Allusions to image-making play a significant role in Shakespeare’s Macbeth. Most notably, Lady Macbeth refers to painting to describe Duncan’s corpse and the bloodstains resulting from his murder. In particular, she compares the dead king to “a painted devil” and claims that she will “gild” his grooms with blood in order to frame them as murderers (2.2.53-54). Lady Macbeth’s language and actions are here idolatrous, as she treats royal, divine blood as an artificial pigment that she may reapply and erase as she chooses in a diabolical act of picture-making. Previous critical analyses of these allusions to paint figure Lady Macbeth’s investment in the visual as a symptom of her superficiality and radical detachment from the interpretation of meaning.

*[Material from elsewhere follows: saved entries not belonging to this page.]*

use segment_lp_core::{Bound, EqualityConstraint, Point, Relation};
use tracing::debug;

use super::{Config, Error, endpoints};

/// The part of the equality segment that satisfies every bound.
#[derive(Debug, Clone, Copy, PartialEq)]
pub struct Segment {
    /// End nearest corner `A`.
    pub start: Point,

    /// End nearest corner `B`.
    pub end: Point,

    /// Positions of `start` and `end` along `A → B`, where `0` is `A` and `1` is `B`.
    pub span: [f64; 2],
}

impl Segment {
    /// Returns true if the sub-segment is the whole equality segment.
    #[must_use]
    #[allow(clippy::float_cmp)]
    pub fn is_whole(&self) -> bool {
        self.span == [0.0, 1.0]
    }

    /// Returns true if the sub-segment is a single point.
    #[must_use]
    pub fn is_point(&self) -> bool {
        self.start == self.end
    }
}

/// Clips the equality segment against every bound.
///
/// Each bound's expression varies linearly along `A → B`, so each bound keeps
/// a closed interval of the segment. The result is their intersection, or
/// `None` when it is empty.
///
/// # Errors
///
/// Returns [`Error::DegenerateConstraint`] under the same conditions as
/// [`endpoints`].
pub fn feasible_segment(
    equality: &EqualityConstraint,
    bounds: &[Bound],
    config: &Config,
) -> Result<Option<Segment>, Error> {
    let [a, b] = endpoints(equality)?;
    let tol = config.feasibility_tol();

    let mut lo = 0.0_f64;
    let mut hi = 1.0_f64;

    for bound in bounds {
        let at_a = bound.expr.eval(a.point);
        let slope = bound.expr.eval(b.point) - at_a;

        #[allow(clippy::float_cmp)]
        if slope == 0.0 {
            if bound.accepts(at_a, tol) {
                continue;
            }
            lo = 1.0;
            hi = 0.0;
            break;
        }

        let threshold = match bound.relation {
            Relation::AtLeast => bound.threshold - tol,
            Relation::AtMost => bound.threshold + tol,
        };
        let crossing = (threshold - at_a) / slope;

        // A NaN comparison never holds, so such a bound admits no point.
        if crossing.is_nan() {
            lo = 1.0;
            hi = 0.0;
            break;
        }

        // AtLeast keeps the side where the value grows, AtMost the other.
        let keeps_upper = (bound.relation == Relation::AtLeast) == (slope > 0.0);
        if keeps_upper {
            lo = lo.max(crossing);
        } else {
            hi = hi.min(crossing);
        }
    }

    if lo > hi {
        debug!(
            component = "segment",
            operation = "feasible_segment",
            status = "empty",
            "Bounds leave no feasible sub-segment"
        );
        return Ok(None);
    }

    let segment = Segment {
        start: lerp(a.point, b.point, lo),
        end: lerp(a.point, b.point, hi),
        span: [lo, hi],
    };

    debug!(
        component = "segment",
        operation = "feasible_segment",
        status = "success",
        lo,
        hi,
        "Clipped segment against bounds"
    );

    Ok(Some(segment))
}

/// Interpolates so that `t = 0` and `t = 1` reproduce the endpoints exactly.
fn lerp(a: Point, b: Point, t: f64) -> Point {
    Point::new(
        (1.0 - t) * a.x1 + t * b.x1,
        (1.0 - t) * a.x2 + t * b.x2,
    )
}

#[cfg(test)]
mod tests {
    use super::*;

    use approx::assert_relative_eq;
    use segment_lp_core::{Goal, LinearExpr};

    use crate::segment::{Status, optimize_unobserved};

    fn vitamin_c() -> LinearExpr {
        LinearExpr::new(8.8, 5.2)
    }

    #[test]
    fn fruit_problem_is_wholly_feasible() {
        let bounds = [
            Bound::at_least(vitamin_c(), 20.0),
            Bound::at_most(vitamin_c(), 60.0),
        ];

        let segment = feasible_segment(&EqualityConstraint::sum(5.0), &bounds, &Config::default())
            .expect("valid segment")
            .expect("non-empty");

        assert!(segment.is_whole());
        assert_eq!(segment.start, Point::new(0.0, 5.0));
        assert_eq!(segment.end, Point::new(5.0, 0.0));
    }

    #[test]
    fn bound_cuts_segment_partway() {
        // Vitamin C runs from 26 at A to 44 at B; requiring at least 35 keeps
        // the half nearest B.
        let bounds = [Bound::at_least(vitamin_c(), 35.0)];

        let segment = feasible_segment(&EqualityConstraint::sum(5.0), &bounds, &Config::default())
            .expect("valid segment")
            .expect("non-empty");

        assert_relative_eq!(segment.span[0], 0.5, epsilon = 1e-12);
        assert_relative_eq!(segment.span[1], 1.0);
        assert_relative_eq!(segment.start.x1, 2.5, epsilon = 1e-12);
        assert_relative_eq!(segment.start.x2, 2.5, epsilon = 1e-12);
        assert_relative_eq!(vitamin_c().eval(segment.start), 35.0, epsilon = 1e-9);
        assert_eq!(segment.end, Point::new(5.0, 0.0));
    }

    #[test]
    fn upper_bound_keeps_side_nearest_a() {
        let bounds = [Bound::at_most(vitamin_c(), 35.0)];

        let segment = feasible_segment(&EqualityConstraint::sum(5.0), &bounds, &Config::default())
            .expect("valid segment")
            .expect("non-empty");

        assert_relative_eq!(segment.span[0], 0.0);
        assert_relative_eq!(segment.span[1], 0.5, epsilon = 1e-12);
        assert_eq!(segment.start, Point::new(0.0, 5.0));
    }

    #[test]
    fn excluding_bound_empties_segment() {
        let bounds = [Bound::at_least(vitamin_c(), 100.0)];

        let segment = feasible_segment(&EqualityConstraint::sum(5.0), &bounds, &Config::default())
            .expect("valid segment");

        assert!(segment.is_none());
    }

    #[test]
    fn bounds_that_disagree_empty_segment() {
        let bounds = [
            Bound::at_least(vitamin_c(), 40.0),
            Bound::at_most(vitamin_c(), 30.0),
        ];

        let segment = feasible_segment(&EqualityConstraint::sum(5.0), &bounds, &Config::default())
            .expect("valid segment");

        assert!(segment.is_none());
    }

    #[test]
    fn constant_bound_along_segment() {
        // x1 + x2 is 5 everywhere on the segment.
        let total = LinearExpr::new(1.0, 1.0);
        let equality = EqualityConstraint::sum(5.0);

        let kept = feasible_segment(&equality, &[Bound::at_most(total, 5.0)], &Config::default())
            .expect("valid segment");
        assert!(kept.is_some_and(|segment| segment.is_whole()));

        let dropped = feasible_segment(&equality, &[Bound::at_most(total, 4.0)], &Config::default())
            .expect("valid segment");
        assert!(dropped.is_none());
    }

    #[test]
    fn single_point_segment() {
        let bounds = [
            Bound::at_least(vitamin_c(), 35.0),
            Bound::at_most(vitamin_c(), 35.0),
        ];

        let segment = feasible_segment(&EqualityConstraint::sum(5.0), &bounds, &Config::default())
            .expect("valid segment")
            .expect("non-empty");

        assert!(segment.is_point());
    }

    #[test]
    fn nan_bound_admits_no_point() {
        let equality = EqualityConstraint::sum(5.0);
        let cases = [
            Bound::at_least(vitamin_c(), f64::NAN),
            Bound::at_most(vitamin_c(), f64::NAN),
            Bound::at_least(LinearExpr::new(f64::NAN, 5.2), 20.0),
            Bound::at_most(LinearExpr::new(1.0, 1.0).with_constant(f64::NAN), 60.0),
        ];

        for bound in cases {
            let bounds = [bound];
            let segment = feasible_segment(&equality, &bounds, &Config::default())
                .expect("valid segment");
            assert!(segment.is_none(), "{bound:?} kept {segment:?}");

            let solution = optimize_unobserved(
                &equality,
                &bounds,
                &LinearExpr::new(5.0, 10.0),
                Goal::Minimize,
                &Config::default(),
            )
            .expect("valid segment");
            assert_eq!(solution.status, Status::Infeasible);
        }
    }

    #[test]
    fn infinite_thresholds_agree_with_bound_checks() {
        let equality = EqualityConstraint::sum(5.0);

        let open = [Bound::at_most(vitamin_c(), f64::INFINITY)];
        let kept = feasible_segment(&equality, &open, &Config::default()).expect("valid segment");
        assert!(kept.is_some_and(|segment| segment.is_whole()));

        let closed = [Bound::at_least(vitamin_c(), f64::INFINITY)];
        let dropped =
            feasible_segment(&equality, &closed, &Config::default()).expect("valid segment");
        assert!(dropped.is_none());
    }

    #[test]
    fn degenerate_equality_is_an_error() {
        let equality = EqualityConstraint::new(LinearExpr::new(0.0, 0.0), 5.0);
        assert!(matches!(
            feasible_segment(&equality, &[], &Config::default()),
            Err(Error::DegenerateConstraint { .. })
        ));
    }
}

This essay argues for a different view: that Lady Macbeth’s error is to assume that the visible world is merely superficial, since, in early modern contexts, meaning is invested in the matter and processes that make images. To make this case, the essay sets Lady Macbeth’s allusions to paint and painting alongside early modern writings on the visual arts, such as Richard Haydocke’s 1598 translation of Lomazzo’s Trattato dell’ Arte, della pitura, scoltura et architettura. I contend that Lady Macbeth’s engagements with painting invert and distort specific advice on painterly ideals and that similar inversions of early modern guidance on painting take place in Massinger’s The Picture. Through a comparison between these plays, the essay concludes that dramatists use allusions to image-making to comment on the meaning of spectacle in theater.